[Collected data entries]
============================================================

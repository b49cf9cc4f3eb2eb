// SPDX-License-Identifier: AGPL-3.0-or-later
//
// Copyright (C) 2026 Custody Core Contributors

//! Embedded custody database backed by redb (pure Rust, ACID).
//!
//! ## Table Layout
//!
//! - `users`: user_id → serialized User
//! - `wallets`: wallet_id → serialized Wallet
//! - `wallet_by_user`: composite key (user_id|network) → wallet_id
//! - `public_keys`: public_key → wallet_id
//!
//! `wallet_by_user` enforces "one wallet per user per network" at the
//! storage layer; `public_keys` enforces that a public key is never
//! reused, across rotations included (entries are never deleted).

use std::path::Path;

use redb::{Database, TableDefinition};

use crate::models::Network;

/// Primary table: user_id → User JSON bytes.
pub(crate) const USERS: TableDefinition<&str, &[u8]> = TableDefinition::new("users");

/// Primary table: wallet_id → Wallet JSON bytes.
pub(crate) const WALLETS: TableDefinition<&str, &[u8]> = TableDefinition::new("wallets");

/// Uniqueness index: `user_id|network` → wallet_id.
pub(crate) const WALLET_BY_USER: TableDefinition<&str, &str> =
    TableDefinition::new("wallet_by_user");

/// Uniqueness index: public_key → wallet_id. Append-only.
pub(crate) const PUBLIC_KEYS: TableDefinition<&str, &str> = TableDefinition::new("public_keys");

#[derive(Debug, thiserror::Error)]
pub enum StoreError {
    #[error("redb error: {0}")]
    Redb(#[from] redb::Error),

    #[error("redb database error: {0}")]
    RedbDatabase(#[from] redb::DatabaseError),

    #[error("redb transaction error: {0}")]
    RedbTransaction(#[from] redb::TransactionError),

    #[error("redb table error: {0}")]
    RedbTable(#[from] redb::TableError),

    #[error("redb storage error: {0}")]
    RedbStorage(#[from] redb::StorageError),

    #[error("redb commit error: {0}")]
    RedbCommit(#[from] redb::CommitError),

    #[error("serialization error: {0}")]
    Serde(#[from] serde_json::Error),

    /// A storage-level uniqueness constraint rejected the write. Wallet
    /// creation races land here and are recovered by the orchestrator.
    #[error("unique constraint violated: {constraint}")]
    UniqueConstraintViolation { constraint: &'static str },

    #[error("not found: {0}")]
    NotFound(String),
}

pub type StoreResult<T> = Result<T, StoreError>;

/// Build the composite key for the `wallet_by_user` index.
pub(crate) fn user_wallet_key(user_id: &str, network: Network) -> String {
    format!("{user_id}|{network}")
}

/// Embedded ACID store for users and custodial wallets.
pub struct CustodyDb {
    db: Database,
}

impl CustodyDb {
    /// Open (or create) the database at the given path.
    pub fn open(path: &Path) -> StoreResult<Self> {
        // Ensure parent directory exists
        if let Some(parent) = path.parent() {
            std::fs::create_dir_all(parent).ok();
        }
        let db = Database::create(path)?;

        // Pre-create all tables so later read transactions don't fail
        let write_txn = db.begin_write()?;
        {
            let _ = write_txn.open_table(USERS)?;
            let _ = write_txn.open_table(WALLETS)?;
            let _ = write_txn.open_table(WALLET_BY_USER)?;
            let _ = write_txn.open_table(PUBLIC_KEYS)?;
        }
        write_txn.commit()?;

        Ok(Self { db })
    }

    /// Raw database handle for the repositories in this module tree.
    pub(crate) fn handle(&self) -> &Database {
        &self.db
    }
}
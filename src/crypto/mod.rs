// SPDX-License-Identifier: AGPL-3.0-or-later
//
// Copyright (C) 2026 Custody Core Contributors

//! Cryptographic core: envelope encryption and key providers.

pub mod envelope;
pub mod provider;

pub use envelope::{
    DecryptionError, EncryptedEnvelope, EncryptionError, EnvelopeService, ENVELOPE_VERSION,
    ENVELOPE_VERSION_LEGACY,
};
pub use provider::{
    Algorithm, Ed25519Provider, KeyPair, KeyProvider, ProviderRegistry, Signature,
};
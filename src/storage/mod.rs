// SPDX-License-Identifier: AGPL-3.0-or-later
//
// Copyright (C) 2026 Custody Core Contributors

//! Persistence layer: embedded database and repositories.

pub mod db;
pub mod repository;

pub use db::{CustodyDb, StoreError, StoreResult};
pub use repository::{UserRepository, WalletRepository};
// SPDX-License-Identifier: AGPL-3.0-or-later
//
// Copyright (C) 2026 Custody Core Contributors

//! Wallet lifecycle state machine.
//!
//! Pure transition rules over [`WalletStatus`], no I/O. Callers persist
//! the result themselves, which keeps the rules testable in isolation.
//!
//! `Disabled` and `Compromised` are terminal: once a wallet enters either
//! state it can never be reactivated. That is a safety property, not a
//! convenience.

use chrono::Utc;
use serde::{Deserialize, Serialize};

use crate::error::CustodyError;
use crate::models::Wallet;

/// Lifecycle status of a custodial wallet.
#[derive(Debug, Clone, Copy, PartialEq, Eq, Hash, Serialize, Deserialize)]
#[serde(rename_all = "snake_case")]
pub enum WalletStatus {
    /// Creation in progress; key material not yet committed.
    Provisioning,
    /// Wallet can sign.
    Active,
    /// Key rotation in progress.
    Rotating,
    /// Temporarily blocked (e.g. pending review).
    Suspended,
    /// Permanently retired. Terminal.
    Disabled,
    /// Key material suspected leaked. Terminal.
    Compromised,
}

impl WalletStatus {
    /// All statuses, for exhaustive checks in tests.
    pub const ALL: [WalletStatus; 6] = [
        WalletStatus::Provisioning,
        WalletStatus::Active,
        WalletStatus::Rotating,
        WalletStatus::Suspended,
        WalletStatus::Disabled,
        WalletStatus::Compromised,
    ];

    /// Whether no outbound transition exists from this status.
    pub fn is_terminal(self) -> bool {
        matches!(self, WalletStatus::Disabled | WalletStatus::Compromised)
    }
}

impl std::fmt::Display for WalletStatus {
    fn fmt(&self, f: &mut std::fmt::Formatter<'_>) -> std::fmt::Result {
        let s = match self {
            WalletStatus::Provisioning => "provisioning",
            WalletStatus::Active => "active",
            WalletStatus::Rotating => "rotating",
            WalletStatus::Suspended => "suspended",
            WalletStatus::Disabled => "disabled",
            WalletStatus::Compromised => "compromised",
        };
        f.write_str(s)
    }
}

/// Whether `from -> to` is an allowed lifecycle transition.
pub fn can_transition(from: WalletStatus, to: WalletStatus) -> bool {
    use WalletStatus::*;
    matches!(
        (from, to),
        (Provisioning, Active | Suspended | Disabled)
            | (Active, Rotating | Suspended | Disabled | Compromised)
            | (Rotating, Active | Suspended | Disabled | Compromised)
            | (Suspended, Active | Disabled | Compromised)
    )
}

/// Apply a lifecycle transition, returning the updated wallet record.
///
/// Fails with [`CustodyError::InvalidTransition`] if the transition is
/// not allowed; the input wallet is never mutated.
pub fn transition(
    wallet: &Wallet,
    to: WalletStatus,
    reason: Option<&str>,
) -> Result<Wallet, CustodyError> {
    if !can_transition(wallet.status, to) {
        return Err(CustodyError::InvalidTransition {
            from: wallet.status,
            to,
        });
    }

    let now = Utc::now();
    let mut next = wallet.clone();
    next.status = to;
    next.status_reason = reason.map(str::to_owned);
    next.status_changed_at = now;
    next.updated_at = now;
    Ok(next)
}

#[cfg(test)]
mod tests {
    use super::*;
    use crate::models::test_fixtures::wallet_with_status;

    #[test]
    fn provisioning_activates() {
        assert!(can_transition(WalletStatus::Provisioning, WalletStatus::Active));
        assert!(!can_transition(WalletStatus::Provisioning, WalletStatus::Rotating));
        assert!(!can_transition(WalletStatus::Provisioning, WalletStatus::Compromised));
    }

    #[test]
    fn active_can_rotate_suspend_disable_compromise() {
        for to in [
            WalletStatus::Rotating,
            WalletStatus::Suspended,
            WalletStatus::Disabled,
            WalletStatus::Compromised,
        ] {
            assert!(can_transition(WalletStatus::Active, to));
        }
        assert!(!can_transition(WalletStatus::Active, WalletStatus::Provisioning));
    }

    #[test]
    fn suspended_can_reactivate() {
        assert!(can_transition(WalletStatus::Suspended, WalletStatus::Active));
        assert!(!can_transition(WalletStatus::Suspended, WalletStatus::Rotating));
    }

    #[test]
    fn terminal_states_have_no_exits() {
        for from in [WalletStatus::Disabled, WalletStatus::Compromised] {
            assert!(from.is_terminal());
            for to in WalletStatus::ALL {
                assert!(!can_transition(from, to), "{from} -> {to} must be rejected");
            }
        }
    }

    #[test]
    fn no_self_transitions() {
        for status in WalletStatus::ALL {
            assert!(!can_transition(status, status));
        }
    }

    #[test]
    fn transition_updates_bookkeeping() {
        let wallet = wallet_with_status(WalletStatus::Active);
        let suspended =
            transition(&wallet, WalletStatus::Suspended, Some("manual review")).unwrap();

        assert_eq!(suspended.status, WalletStatus::Suspended);
        assert_eq!(suspended.status_reason.as_deref(), Some("manual review"));
        assert!(suspended.status_changed_at >= wallet.status_changed_at);
        // Input untouched.
        assert_eq!(wallet.status, WalletStatus::Active);
    }

    #[test]
    fn invalid_transition_is_rejected_not_coerced() {
        let wallet = wallet_with_status(WalletStatus::Disabled);
        let err = transition(&wallet, WalletStatus::Active, None).unwrap_err();
        assert!(matches!(
            err,
            CustodyError::InvalidTransition {
                from: WalletStatus::Disabled,
                to: WalletStatus::Active
            }
        ));
    }
}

============================================================

• **Task to carry out**
Write down again the exact lines running from the beginning of the data to the line containing "Wallet JSON bytes.", with both ends included.

• **Solution**
repository b49cf9cc4f3eb2eb
// SPDX-License-Identifier: AGPL-3.0-or-later
//
// Copyright (C) 2026 Custody Core Contributors

//! Embedded custody database backed by redb (pure Rust, ACID).
//!
//! ## Table Layout
//!
//! - `users`: user_id → serialized User
//! - `wallets`: wallet_id → serialized Wallet
//! - `wallet_by_user`: composite key (user_id|network) → wallet_id
//! - `public_keys`: public_key → wallet_id
//!
//! `wallet_by_user` enforces "one wallet per user per network" at the
//! storage layer; `public_keys` enforces that a public key is never
//! reused, across rotations included (entries are never deleted).

use std::path::Path;

use redb::{Database, TableDefinition};

use crate::models::Network;

/// Primary table: user_id → User JSON bytes.
pub(crate) const USERS: TableDefinition<&str, &[u8]> = TableDefinition::new("users");

/// Primary table: wallet_id → Wallet JSON bytes.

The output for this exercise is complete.